*EXERCISE*.
Below are some records; find each line that carries the word "urlencode" and copy it.

*RECORD EXCERPTS*.
++++++++
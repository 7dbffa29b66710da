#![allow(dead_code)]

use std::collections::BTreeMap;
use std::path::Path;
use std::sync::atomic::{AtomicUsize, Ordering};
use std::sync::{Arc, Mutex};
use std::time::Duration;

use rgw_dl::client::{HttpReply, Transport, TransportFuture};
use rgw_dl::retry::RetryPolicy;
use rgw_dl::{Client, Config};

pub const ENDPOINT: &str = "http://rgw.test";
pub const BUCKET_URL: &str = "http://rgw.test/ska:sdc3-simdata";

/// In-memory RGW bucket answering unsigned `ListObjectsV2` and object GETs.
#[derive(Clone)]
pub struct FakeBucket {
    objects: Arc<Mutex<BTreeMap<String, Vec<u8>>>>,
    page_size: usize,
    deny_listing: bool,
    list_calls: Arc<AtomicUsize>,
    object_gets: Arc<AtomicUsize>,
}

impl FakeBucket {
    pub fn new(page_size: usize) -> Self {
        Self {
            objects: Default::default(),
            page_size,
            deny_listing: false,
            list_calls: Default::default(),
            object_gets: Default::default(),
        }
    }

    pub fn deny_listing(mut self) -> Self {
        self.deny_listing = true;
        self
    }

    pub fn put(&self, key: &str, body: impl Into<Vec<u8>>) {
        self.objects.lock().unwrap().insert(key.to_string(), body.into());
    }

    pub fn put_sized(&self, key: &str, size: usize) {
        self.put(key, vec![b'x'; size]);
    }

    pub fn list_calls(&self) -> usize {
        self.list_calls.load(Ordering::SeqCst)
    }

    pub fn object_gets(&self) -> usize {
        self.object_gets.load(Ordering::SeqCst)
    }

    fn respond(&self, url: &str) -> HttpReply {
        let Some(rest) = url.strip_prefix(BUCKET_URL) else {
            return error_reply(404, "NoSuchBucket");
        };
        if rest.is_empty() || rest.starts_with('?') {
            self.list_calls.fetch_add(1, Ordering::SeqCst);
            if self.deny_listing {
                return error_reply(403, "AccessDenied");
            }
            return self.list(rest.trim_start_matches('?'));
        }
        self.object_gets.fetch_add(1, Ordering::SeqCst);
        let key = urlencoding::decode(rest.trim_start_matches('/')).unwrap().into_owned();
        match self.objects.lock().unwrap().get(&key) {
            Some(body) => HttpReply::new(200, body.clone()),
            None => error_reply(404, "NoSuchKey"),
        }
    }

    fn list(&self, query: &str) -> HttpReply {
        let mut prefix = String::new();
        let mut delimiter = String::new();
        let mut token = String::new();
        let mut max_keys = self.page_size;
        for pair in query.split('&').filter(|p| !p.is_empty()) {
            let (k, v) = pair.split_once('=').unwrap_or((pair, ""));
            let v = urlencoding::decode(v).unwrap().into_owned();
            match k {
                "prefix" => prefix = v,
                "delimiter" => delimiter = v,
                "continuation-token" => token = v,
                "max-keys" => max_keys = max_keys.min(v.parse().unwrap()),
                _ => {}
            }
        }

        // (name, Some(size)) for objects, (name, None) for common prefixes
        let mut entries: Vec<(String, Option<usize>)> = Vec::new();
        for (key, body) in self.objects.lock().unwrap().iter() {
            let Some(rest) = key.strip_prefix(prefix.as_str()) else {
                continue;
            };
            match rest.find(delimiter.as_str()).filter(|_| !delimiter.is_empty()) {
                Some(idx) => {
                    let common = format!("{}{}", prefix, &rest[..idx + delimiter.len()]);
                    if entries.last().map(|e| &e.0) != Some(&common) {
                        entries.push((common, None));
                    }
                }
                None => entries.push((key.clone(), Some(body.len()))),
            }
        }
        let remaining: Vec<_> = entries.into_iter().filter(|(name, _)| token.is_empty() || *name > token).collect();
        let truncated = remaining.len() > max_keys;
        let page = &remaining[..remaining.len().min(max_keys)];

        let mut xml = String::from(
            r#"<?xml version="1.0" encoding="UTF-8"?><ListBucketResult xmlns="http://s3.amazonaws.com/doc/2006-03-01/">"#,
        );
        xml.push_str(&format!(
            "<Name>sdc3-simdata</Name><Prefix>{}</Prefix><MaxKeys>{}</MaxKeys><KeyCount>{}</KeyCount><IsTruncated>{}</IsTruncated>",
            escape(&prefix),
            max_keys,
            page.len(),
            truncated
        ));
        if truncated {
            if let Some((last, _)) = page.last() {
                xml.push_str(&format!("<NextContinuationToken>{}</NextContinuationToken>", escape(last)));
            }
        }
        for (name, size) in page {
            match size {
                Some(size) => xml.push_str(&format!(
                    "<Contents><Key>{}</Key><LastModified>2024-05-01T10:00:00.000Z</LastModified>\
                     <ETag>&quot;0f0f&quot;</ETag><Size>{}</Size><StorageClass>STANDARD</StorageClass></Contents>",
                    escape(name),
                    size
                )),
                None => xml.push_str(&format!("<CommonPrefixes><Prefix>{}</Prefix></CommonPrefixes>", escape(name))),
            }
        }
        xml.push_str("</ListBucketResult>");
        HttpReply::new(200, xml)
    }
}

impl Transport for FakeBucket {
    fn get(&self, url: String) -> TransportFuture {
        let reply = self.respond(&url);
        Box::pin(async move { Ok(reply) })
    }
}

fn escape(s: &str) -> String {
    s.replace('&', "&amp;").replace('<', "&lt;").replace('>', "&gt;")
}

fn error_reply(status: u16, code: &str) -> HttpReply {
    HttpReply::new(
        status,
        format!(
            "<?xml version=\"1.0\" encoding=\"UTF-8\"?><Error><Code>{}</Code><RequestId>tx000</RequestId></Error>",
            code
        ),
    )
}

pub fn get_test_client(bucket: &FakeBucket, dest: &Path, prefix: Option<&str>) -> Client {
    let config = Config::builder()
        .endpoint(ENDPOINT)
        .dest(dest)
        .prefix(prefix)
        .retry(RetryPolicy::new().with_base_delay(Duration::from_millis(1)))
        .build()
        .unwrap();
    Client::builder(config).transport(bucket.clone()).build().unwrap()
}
++++++++
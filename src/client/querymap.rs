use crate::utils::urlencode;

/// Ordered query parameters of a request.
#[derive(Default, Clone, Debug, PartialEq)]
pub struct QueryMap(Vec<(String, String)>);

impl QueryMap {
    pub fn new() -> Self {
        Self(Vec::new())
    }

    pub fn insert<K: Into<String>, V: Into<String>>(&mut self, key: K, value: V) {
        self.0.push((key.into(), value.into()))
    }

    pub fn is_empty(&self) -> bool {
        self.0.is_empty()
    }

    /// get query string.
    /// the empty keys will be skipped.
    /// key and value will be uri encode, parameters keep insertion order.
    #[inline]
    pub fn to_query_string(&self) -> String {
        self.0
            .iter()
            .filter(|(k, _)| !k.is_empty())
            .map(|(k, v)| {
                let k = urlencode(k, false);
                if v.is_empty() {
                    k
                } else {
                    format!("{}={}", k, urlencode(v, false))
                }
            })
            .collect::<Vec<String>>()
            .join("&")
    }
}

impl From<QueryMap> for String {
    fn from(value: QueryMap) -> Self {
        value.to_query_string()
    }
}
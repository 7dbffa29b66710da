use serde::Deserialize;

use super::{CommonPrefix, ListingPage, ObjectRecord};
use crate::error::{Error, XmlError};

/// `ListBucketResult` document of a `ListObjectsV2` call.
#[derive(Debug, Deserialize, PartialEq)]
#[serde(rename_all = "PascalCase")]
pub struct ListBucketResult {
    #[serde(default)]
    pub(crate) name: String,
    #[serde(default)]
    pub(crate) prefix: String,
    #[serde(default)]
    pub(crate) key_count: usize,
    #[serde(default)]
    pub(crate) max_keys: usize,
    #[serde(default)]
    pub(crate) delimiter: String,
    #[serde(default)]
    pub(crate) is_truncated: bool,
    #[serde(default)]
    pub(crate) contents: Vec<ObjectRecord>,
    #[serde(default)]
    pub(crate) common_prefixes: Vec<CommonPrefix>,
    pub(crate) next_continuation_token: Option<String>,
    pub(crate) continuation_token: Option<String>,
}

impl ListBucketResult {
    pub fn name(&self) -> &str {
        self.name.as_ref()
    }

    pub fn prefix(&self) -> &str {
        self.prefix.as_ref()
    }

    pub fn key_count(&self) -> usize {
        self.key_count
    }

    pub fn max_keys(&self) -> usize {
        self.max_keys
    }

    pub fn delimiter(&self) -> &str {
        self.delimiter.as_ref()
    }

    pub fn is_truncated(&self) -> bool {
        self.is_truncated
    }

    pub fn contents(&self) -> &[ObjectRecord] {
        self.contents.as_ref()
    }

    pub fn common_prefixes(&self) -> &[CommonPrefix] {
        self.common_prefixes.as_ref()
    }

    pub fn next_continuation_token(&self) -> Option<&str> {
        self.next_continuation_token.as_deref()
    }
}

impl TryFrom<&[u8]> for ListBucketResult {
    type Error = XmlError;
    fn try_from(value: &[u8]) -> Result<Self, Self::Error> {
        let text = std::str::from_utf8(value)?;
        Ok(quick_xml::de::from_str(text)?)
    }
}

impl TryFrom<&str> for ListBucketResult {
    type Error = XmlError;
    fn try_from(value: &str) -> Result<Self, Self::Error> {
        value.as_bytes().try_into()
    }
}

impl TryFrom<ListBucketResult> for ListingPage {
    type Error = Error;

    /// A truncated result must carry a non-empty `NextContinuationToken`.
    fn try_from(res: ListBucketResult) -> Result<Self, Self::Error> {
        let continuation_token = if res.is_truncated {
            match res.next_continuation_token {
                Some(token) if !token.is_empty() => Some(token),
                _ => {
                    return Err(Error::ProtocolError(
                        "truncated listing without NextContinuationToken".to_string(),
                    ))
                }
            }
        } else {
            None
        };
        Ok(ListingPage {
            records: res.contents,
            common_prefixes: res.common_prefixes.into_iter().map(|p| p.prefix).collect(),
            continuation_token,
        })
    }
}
++++++++
*TASK RESULT*.
use crate::utils::urlencode;
                let k = urlencode(k, false);
                    format!("{}={}", k, urlencode(v, false))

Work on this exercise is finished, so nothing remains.